ACTION ITEM
When the line containing "pub fn as_str(self)" is reached, copy it and each subsequent line of the material below exactly, through the last line.
──────── SOURCE DATA ────────
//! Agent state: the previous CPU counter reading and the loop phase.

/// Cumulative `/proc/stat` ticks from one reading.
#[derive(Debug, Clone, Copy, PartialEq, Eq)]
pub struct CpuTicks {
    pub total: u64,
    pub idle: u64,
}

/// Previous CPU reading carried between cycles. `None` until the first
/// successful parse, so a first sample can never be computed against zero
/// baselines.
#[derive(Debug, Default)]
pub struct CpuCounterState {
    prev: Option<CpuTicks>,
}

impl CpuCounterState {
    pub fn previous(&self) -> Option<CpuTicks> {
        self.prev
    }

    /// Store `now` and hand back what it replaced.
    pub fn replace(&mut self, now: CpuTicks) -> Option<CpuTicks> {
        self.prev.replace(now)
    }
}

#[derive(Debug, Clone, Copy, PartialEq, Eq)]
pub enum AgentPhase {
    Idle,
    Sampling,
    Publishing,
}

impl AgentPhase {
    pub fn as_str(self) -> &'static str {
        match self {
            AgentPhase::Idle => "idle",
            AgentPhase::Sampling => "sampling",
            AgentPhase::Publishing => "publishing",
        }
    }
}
────────
SOLUTION TO THIS PROBLEM
    pub fn as_str(self) -> &'static str {
        match self {
            AgentPhase::Idle => "idle",
            AgentPhase::Sampling => "sampling",
            AgentPhase::Publishing => "publishing",
        }
    }
}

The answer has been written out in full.